На следующий день после похорон Петра II Анна въехала в белокаменную под звуки колокольного звона и раскаты пушечной стрельбы. Расположившись в царских апартаментах, она по совету воспрянувшего Остермана начала принимать посланцев от недовольных дворян.
Одним из первых к ней явился генерал-губернатор Сибири князь Черкасский во главе полутора сотен офицеров. Обласканные Анной, они отправились в Верховный совет и устами бравого генерала Чернышева объявили:
— Мы не можем лучше возблагодарить ее величество за признательную милость к народу, как возвратить ей похищенное у нее, то есть единодержавную власть, которой пользовались все ее предки.
А князь Черкасский добавил громогласно:
— Да здравствует наша самодержавная государыня Анна Иоанновна!
Голицыны и Долгорукие переглянулись.
— Пойдем присоединимся к другим, и да будет так, как предопределено святым провидением, — удручающе, шепотом проговорил Василий Лукич.
Но в присутствии Анны Черкасский неожиданно переменил сказанное:
— Надобно бы собраться генералитету, офицерам и дворянству, обговорить державное устройство и буде общим мнением представить вашему величеству на утверждение.
Смекнула Анна, что затевается спор не в ее пользу, но делать было нечего, надо было тянуть время, как советовал накануне и Остерман, и только что тайно приехавший Эрнст Бирон, тем более сегодня она узнала, что гвардейцы отказались присягать императрице и Верховному совету.
— Мы не желаем, — заявили они в один голос, — чтобы предписывали государыне законы: она должна быть такою же самодержицею, как были ее предки.
Дело решил долго остававшийся в тени, обойденный «верховниками» обиженный третий фельдмаршал, князь Иван Трубецкой.
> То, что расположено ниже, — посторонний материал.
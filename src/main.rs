use anyhow::{Context, Result};
use chesscoach::board::{Color, Position};
use chesscoach::config::EngineConfig;
use chesscoach::game::MatchConfig;
use chesscoach::shell::Shell;
use clap::Parser;
use std::io;
use std::path::PathBuf;

#[derive(Parser, Debug)]
#[command(author, version, about = "Play a short casual chess match with move advice", long_about = None)]
struct Args {
    /// Your color: 'w' for white, 'b' for black
    #[arg(long, default_value = "w")]
    color: String,

    /// Who moves first: 'w' or 'b' (defaults to the position's side to move)
    #[arg(long)]
    first: Option<String>,

    /// Detected position as JSON (defaults to the 24-piece demo layout)
    #[arg(long)]
    position: Option<PathBuf>,

    /// Engine config as JSON
    #[arg(long)]
    config: Option<PathBuf>,

    /// Opponent seed (overrides config)
    #[arg(long)]
    seed: Option<u64>,

    /// Opponent picks among this many top-scored moves (overrides config)
    #[arg(long)]
    topk: Option<usize>,
}

fn parse_color(color_str: &str) -> Result<Color> {
    color_str.parse::<Color>().map_err(|_| anyhow::anyhow!("Invalid color {:?}: use 'w' or 'b'", color_str))
}

fn main() -> Result<()> {
    env_logger::init();
    let args = Args::parse();

    let mut cfg = EngineConfig::load(args.config.as_deref()).context("loading engine config")?;
    if let Some(s) = args.seed { cfg.seed = s; }
    if let Some(k) = args.topk { cfg.opponent_topk = k; }

    let start = match &args.position {
        Some(path) => {
            let json = std::fs::read_to_string(path).with_context(|| format!("reading {}", path.display()))?;
            Position::from_json(&json).with_context(|| format!("parsing {}", path.display()))?
        }
        None => Position::demo(),
    };

    let config = MatchConfig {
        user_color: parse_color(&args.color)?,
        first_player: args.first.as_deref().map(parse_color).transpose()?,
        max_plies: cfg.max_plies,
        piece_values: cfg.piece_values,
    };
    println!("{}", start);
    println!("commands: board, moves <sq>, move <from><to>, best, advise, skip, score, new, quit");

    let mut shell = Shell::new(start, config, cfg.opponent_topk, cfg.seed);
    let stdin = io::stdin();
    let mut stdout = io::stdout();
    shell.run(stdin.lock(), &mut stdout)?;
    Ok(())
}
Почти двадцать лет провел он в плену у шведов после поражения у Нарвы, на полях сражения не прославился, но приглянулся Петру II, который и пожаловал его высоким чином.
Вошедшие с ним в зал офицеры, оттеснив «верховников», бросились на колени и хором заговорили:
— Государыня, мы верные рабы вашего величества, верно служили вашим предшественникам и готовы пожертвовать жизнью на службе вашему величеству; но мы не потерпим ваших злодеев. Повелите, и мы сложим к вашим ногам их головы.
Не успели офицеры закончить свою тираду, вперед выступил Трубецкой, развертывая бумагу.
— Сия нижайшая петиция, ваше величество, подписана и скреплена более чем полутора сотней дворян.
Анна заранее знала от Остермана, что Трубецкой на ее стороне, и милостиво согласилась выслушать его мнение.
— Всеподданнейше просим и всепокорно просим всемилостивейше, — высокопарно начал Трубецкой, — принять самодержавство таково, каково наши славные и достохвальные предки имели, а присланные к вашему императорскому величеству от Верховного тайного совета и подписанные вашего величества рукою пункты уничтожить.
Кончив читать, Трубецкой с поклоном передал петицию герцогине, а та наигранно спросила стоявшего рядом Василия Долгорукова:
— Как, разве пункты, которые ты мне поднес в Митаве, были составлены не по желанию всего народа?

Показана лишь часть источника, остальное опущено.